Print the data that follows exactly as it stands, from its first line through the line containing "pub struct Provenance", and stop there.

※ ※ ※

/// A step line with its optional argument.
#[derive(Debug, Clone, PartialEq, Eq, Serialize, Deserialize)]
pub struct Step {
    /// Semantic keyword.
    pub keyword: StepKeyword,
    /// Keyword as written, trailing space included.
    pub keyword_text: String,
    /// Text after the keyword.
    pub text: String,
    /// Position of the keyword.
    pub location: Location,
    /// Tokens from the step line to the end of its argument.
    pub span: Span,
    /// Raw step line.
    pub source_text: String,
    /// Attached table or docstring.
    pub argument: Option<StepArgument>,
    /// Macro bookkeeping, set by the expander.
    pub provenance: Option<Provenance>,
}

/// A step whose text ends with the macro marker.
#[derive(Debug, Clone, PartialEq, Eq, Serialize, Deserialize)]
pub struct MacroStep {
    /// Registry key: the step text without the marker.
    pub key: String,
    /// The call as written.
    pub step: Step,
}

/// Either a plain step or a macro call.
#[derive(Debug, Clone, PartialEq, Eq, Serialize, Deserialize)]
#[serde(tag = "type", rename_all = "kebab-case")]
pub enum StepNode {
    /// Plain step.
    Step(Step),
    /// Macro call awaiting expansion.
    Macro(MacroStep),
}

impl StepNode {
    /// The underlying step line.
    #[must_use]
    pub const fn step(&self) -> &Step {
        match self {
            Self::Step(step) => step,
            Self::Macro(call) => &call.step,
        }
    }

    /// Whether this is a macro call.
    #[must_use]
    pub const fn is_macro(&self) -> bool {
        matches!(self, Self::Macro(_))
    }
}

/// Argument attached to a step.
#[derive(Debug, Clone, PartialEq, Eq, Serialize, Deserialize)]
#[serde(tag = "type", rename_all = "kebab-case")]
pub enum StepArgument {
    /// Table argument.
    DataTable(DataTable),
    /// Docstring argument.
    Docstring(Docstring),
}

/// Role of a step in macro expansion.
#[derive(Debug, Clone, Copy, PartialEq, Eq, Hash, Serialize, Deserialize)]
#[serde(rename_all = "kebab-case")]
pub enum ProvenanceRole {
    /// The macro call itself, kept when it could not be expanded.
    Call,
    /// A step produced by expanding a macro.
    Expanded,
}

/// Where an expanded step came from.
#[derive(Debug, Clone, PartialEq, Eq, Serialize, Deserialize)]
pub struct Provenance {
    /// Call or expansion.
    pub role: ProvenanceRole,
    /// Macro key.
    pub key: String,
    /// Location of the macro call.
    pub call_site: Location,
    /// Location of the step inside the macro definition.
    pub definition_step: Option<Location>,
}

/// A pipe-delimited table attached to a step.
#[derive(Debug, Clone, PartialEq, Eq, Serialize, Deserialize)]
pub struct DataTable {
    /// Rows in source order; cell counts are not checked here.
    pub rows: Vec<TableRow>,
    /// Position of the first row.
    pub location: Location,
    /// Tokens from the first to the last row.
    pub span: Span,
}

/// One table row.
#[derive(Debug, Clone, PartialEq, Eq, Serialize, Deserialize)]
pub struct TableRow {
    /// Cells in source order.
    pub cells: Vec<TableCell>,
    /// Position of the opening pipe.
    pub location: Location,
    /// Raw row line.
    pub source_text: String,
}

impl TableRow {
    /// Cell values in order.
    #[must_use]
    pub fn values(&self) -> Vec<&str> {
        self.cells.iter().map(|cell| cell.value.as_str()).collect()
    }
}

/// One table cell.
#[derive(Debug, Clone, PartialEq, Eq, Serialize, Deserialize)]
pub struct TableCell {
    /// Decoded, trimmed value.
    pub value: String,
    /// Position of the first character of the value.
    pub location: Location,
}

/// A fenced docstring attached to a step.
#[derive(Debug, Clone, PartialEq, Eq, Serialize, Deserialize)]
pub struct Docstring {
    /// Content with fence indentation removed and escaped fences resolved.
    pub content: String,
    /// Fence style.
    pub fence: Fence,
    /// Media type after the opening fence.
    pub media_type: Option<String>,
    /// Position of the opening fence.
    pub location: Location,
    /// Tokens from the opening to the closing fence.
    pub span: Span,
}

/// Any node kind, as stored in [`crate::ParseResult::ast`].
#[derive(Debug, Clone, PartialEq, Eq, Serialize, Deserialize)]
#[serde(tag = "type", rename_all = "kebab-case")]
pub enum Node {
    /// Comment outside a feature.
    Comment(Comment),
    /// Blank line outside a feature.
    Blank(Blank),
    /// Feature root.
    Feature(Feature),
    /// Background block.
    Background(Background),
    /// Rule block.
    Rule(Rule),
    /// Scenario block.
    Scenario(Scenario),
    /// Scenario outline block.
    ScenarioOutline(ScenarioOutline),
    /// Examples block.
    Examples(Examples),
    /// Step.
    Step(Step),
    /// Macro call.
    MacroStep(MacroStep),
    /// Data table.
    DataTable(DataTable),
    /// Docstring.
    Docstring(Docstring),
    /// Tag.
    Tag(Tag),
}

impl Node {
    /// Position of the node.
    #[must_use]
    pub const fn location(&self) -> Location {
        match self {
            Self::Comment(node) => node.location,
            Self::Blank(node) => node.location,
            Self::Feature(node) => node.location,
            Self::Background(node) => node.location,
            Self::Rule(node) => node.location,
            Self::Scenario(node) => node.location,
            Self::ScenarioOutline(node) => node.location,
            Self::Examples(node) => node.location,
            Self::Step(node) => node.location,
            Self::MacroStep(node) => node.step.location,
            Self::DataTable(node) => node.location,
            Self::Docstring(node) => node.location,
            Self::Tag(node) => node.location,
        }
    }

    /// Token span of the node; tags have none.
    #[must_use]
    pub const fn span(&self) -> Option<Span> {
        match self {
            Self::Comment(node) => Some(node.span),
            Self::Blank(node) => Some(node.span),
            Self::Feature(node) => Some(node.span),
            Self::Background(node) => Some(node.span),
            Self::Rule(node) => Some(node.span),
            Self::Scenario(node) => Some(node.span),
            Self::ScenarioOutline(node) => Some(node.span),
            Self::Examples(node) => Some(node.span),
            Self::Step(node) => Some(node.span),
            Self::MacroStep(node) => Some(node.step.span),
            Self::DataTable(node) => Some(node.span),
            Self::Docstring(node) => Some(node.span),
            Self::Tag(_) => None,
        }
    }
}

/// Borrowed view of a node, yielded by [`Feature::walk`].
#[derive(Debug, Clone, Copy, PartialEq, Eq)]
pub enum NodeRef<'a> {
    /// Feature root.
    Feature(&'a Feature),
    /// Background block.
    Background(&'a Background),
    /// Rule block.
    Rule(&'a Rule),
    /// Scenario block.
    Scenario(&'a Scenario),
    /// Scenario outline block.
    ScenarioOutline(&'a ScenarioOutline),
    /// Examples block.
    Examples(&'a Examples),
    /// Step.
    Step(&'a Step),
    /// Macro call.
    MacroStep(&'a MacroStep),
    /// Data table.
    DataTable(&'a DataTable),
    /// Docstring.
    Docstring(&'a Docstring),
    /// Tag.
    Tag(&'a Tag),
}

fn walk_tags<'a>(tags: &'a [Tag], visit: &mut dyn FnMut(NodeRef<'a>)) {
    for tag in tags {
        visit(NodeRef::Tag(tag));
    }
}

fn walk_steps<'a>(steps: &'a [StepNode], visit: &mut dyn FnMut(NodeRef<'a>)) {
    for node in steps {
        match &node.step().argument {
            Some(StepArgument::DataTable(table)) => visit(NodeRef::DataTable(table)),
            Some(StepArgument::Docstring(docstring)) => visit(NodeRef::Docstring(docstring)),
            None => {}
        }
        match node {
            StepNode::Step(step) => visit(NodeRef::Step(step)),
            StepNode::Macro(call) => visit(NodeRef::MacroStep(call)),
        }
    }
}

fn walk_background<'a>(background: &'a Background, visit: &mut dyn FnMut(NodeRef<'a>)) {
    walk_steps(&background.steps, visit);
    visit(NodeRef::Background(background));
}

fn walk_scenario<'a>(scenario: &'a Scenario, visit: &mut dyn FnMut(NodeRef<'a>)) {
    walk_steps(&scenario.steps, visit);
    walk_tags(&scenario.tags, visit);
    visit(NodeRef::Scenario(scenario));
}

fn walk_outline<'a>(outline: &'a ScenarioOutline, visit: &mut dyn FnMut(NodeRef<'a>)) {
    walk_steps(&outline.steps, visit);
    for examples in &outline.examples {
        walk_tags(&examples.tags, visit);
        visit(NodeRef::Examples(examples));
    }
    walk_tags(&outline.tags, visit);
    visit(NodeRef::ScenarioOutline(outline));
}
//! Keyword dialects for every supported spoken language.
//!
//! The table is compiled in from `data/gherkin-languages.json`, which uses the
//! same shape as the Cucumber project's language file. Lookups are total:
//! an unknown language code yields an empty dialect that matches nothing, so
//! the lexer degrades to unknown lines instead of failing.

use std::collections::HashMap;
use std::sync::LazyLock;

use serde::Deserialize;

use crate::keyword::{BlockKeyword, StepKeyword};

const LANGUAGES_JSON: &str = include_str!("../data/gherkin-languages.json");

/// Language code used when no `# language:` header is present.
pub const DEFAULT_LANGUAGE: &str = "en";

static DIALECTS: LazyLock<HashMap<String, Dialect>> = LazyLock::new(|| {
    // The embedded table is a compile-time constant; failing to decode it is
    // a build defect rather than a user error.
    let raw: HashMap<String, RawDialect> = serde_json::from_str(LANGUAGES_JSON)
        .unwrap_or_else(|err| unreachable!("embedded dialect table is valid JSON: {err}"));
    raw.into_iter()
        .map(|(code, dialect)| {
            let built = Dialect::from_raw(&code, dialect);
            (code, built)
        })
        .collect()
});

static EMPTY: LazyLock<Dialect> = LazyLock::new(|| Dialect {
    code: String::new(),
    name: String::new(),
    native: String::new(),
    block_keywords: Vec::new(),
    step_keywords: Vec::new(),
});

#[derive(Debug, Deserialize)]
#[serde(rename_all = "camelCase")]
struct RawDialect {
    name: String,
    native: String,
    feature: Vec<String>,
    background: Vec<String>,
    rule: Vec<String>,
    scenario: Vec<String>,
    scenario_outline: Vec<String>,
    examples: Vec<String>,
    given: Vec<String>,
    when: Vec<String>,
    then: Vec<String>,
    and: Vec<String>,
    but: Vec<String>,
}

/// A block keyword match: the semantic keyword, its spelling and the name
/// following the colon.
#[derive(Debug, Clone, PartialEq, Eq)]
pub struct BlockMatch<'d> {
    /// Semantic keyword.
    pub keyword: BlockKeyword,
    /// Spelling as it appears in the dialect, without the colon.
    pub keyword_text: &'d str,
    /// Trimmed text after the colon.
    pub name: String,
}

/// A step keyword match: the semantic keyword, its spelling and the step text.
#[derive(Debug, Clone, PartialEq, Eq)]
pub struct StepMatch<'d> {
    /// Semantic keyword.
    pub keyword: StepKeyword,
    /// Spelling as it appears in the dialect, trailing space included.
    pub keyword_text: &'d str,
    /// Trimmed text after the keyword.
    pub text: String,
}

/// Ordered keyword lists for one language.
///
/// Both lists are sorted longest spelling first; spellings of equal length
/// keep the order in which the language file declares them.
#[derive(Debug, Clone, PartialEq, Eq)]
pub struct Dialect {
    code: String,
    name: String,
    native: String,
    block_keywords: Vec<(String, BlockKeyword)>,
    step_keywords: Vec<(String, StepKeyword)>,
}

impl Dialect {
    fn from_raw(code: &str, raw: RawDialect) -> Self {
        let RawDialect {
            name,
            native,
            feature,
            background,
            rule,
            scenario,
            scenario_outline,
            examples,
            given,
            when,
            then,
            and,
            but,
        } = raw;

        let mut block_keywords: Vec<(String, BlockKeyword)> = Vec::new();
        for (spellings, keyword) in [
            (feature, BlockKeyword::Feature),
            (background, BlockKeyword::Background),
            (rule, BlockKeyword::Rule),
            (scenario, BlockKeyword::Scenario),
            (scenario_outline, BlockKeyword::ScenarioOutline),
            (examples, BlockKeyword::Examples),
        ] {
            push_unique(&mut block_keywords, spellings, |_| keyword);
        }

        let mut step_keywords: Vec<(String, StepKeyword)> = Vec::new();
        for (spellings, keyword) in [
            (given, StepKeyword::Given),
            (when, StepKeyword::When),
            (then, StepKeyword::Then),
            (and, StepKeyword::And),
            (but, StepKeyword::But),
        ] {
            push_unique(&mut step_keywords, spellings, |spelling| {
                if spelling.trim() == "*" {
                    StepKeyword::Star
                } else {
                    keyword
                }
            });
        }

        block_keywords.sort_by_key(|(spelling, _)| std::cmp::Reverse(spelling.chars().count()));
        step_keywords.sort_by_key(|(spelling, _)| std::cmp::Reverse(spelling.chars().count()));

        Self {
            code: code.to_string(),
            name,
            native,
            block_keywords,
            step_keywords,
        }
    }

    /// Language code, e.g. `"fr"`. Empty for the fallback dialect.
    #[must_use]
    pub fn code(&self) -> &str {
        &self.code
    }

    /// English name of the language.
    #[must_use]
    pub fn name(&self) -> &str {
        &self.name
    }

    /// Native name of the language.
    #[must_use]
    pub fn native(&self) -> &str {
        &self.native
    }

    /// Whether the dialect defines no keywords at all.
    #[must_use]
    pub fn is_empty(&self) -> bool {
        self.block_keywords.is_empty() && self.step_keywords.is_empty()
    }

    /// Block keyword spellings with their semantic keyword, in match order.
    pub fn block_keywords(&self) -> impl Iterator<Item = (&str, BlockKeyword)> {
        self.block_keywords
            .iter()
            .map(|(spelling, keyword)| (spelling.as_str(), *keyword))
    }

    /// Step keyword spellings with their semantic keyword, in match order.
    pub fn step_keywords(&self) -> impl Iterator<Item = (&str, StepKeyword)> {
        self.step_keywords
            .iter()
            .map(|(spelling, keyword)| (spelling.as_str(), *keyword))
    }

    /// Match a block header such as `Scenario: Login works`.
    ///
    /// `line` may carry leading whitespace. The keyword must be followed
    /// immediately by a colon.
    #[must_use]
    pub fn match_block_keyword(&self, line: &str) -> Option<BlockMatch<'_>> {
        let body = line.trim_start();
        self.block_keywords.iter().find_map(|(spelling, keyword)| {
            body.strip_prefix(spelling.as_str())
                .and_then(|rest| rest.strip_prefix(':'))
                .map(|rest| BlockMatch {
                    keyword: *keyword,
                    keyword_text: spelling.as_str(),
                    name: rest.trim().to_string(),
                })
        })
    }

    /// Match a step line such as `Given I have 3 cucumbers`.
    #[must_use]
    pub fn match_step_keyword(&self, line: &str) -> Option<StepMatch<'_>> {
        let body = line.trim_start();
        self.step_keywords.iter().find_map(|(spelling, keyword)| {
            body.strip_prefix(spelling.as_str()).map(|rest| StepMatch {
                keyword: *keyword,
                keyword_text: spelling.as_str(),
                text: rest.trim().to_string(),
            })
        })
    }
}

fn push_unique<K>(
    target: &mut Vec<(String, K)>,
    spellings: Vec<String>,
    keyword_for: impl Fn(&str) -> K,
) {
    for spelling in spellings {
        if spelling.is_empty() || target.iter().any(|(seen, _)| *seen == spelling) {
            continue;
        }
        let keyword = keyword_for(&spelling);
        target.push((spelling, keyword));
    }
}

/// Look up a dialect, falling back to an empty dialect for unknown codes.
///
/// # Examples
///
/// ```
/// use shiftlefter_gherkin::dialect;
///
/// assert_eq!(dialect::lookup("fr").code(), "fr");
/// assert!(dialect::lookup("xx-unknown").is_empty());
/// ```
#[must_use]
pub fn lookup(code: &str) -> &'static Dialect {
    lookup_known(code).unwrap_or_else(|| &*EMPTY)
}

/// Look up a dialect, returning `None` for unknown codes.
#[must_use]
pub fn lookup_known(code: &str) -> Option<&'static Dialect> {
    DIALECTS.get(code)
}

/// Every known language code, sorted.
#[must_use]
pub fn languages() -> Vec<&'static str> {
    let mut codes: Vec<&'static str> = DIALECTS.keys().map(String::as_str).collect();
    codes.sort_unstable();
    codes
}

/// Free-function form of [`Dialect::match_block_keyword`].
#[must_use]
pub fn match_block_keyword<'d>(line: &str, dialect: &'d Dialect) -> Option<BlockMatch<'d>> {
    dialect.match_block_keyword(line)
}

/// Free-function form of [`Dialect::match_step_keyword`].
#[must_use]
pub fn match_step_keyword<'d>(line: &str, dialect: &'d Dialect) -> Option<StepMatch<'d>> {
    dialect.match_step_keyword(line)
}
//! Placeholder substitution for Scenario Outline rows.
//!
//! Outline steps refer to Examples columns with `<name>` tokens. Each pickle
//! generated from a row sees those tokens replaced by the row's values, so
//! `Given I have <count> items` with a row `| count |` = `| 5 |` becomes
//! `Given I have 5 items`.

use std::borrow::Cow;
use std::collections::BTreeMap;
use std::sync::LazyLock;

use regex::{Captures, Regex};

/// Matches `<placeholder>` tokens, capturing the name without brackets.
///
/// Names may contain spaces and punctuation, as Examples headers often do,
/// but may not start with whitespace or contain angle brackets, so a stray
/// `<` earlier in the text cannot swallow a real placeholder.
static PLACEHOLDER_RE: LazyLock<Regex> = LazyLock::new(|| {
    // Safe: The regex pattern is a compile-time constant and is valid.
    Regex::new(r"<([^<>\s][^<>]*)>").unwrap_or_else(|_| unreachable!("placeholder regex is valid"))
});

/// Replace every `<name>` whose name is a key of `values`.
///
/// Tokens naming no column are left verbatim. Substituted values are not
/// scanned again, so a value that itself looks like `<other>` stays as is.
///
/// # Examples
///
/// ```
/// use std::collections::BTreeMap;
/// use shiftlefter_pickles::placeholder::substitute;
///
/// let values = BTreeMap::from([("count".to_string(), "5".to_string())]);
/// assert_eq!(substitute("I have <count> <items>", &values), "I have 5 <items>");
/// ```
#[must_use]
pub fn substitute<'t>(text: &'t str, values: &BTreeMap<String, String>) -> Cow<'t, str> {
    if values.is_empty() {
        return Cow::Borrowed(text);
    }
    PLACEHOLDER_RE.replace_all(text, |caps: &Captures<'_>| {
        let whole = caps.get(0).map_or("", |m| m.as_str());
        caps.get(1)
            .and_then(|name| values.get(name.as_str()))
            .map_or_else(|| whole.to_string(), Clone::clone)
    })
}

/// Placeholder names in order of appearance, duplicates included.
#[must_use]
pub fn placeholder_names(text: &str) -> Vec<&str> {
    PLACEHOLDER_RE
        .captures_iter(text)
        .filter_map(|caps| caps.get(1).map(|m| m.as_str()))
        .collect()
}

※ ※ ※

# RESPONSE
/// A step line with its optional argument.
#[derive(Debug, Clone, PartialEq, Eq, Serialize, Deserialize)]
pub struct Step {
    /// Semantic keyword.
    pub keyword: StepKeyword,
    /// Keyword as written, trailing space included.
    pub keyword_text: String,
    /// Text after the keyword.
    pub text: String,
    /// Position of the keyword.
    pub location: Location,
    /// Tokens from the step line to the end of its argument.
    pub span: Span,
    /// Raw step line.
    pub source_text: String,
    /// Attached table or docstring.
    pub argument: Option<StepArgument>,
    /// Macro bookkeeping, set by the expander.
    pub provenance: Option<Provenance>,
}

/// A step whose text ends with the macro marker.
#[derive(Debug, Clone, PartialEq, Eq, Serialize, Deserialize)]
pub struct MacroStep {
    /// Registry key: the step text without the marker.
    pub key: String,
    /// The call as written.
    pub step: Step,
}

/// Either a plain step or a macro call.
#[derive(Debug, Clone, PartialEq, Eq, Serialize, Deserialize)]
#[serde(tag = "type", rename_all = "kebab-case")]
pub enum StepNode {
    /// Plain step.
    Step(Step),
    /// Macro call awaiting expansion.
    Macro(MacroStep),
}

impl StepNode {
    /// The underlying step line.
    #[must_use]
    pub const fn step(&self) -> &Step {
        match self {
            Self::Step(step) => step,
            Self::Macro(call) => &call.step,
        }
    }

    /// Whether this is a macro call.
    #[must_use]
    pub const fn is_macro(&self) -> bool {
        matches!(self, Self::Macro(_))
    }
}

/// Argument attached to a step.
#[derive(Debug, Clone, PartialEq, Eq, Serialize, Deserialize)]
#[serde(tag = "type", rename_all = "kebab-case")]
pub enum StepArgument {
    /// Table argument.
    DataTable(DataTable),
    /// Docstring argument.
    Docstring(Docstring),
}

/// Role of a step in macro expansion.
#[derive(Debug, Clone, Copy, PartialEq, Eq, Hash, Serialize, Deserialize)]
#[serde(rename_all = "kebab-case")]
pub enum ProvenanceRole {
    /// The macro call itself, kept when it could not be expanded.
    Call,
    /// A step produced by expanding a macro.
    Expanded,
}

/// Where an expanded step came from.
#[derive(Debug, Clone, PartialEq, Eq, Serialize, Deserialize)]
pub struct Provenance {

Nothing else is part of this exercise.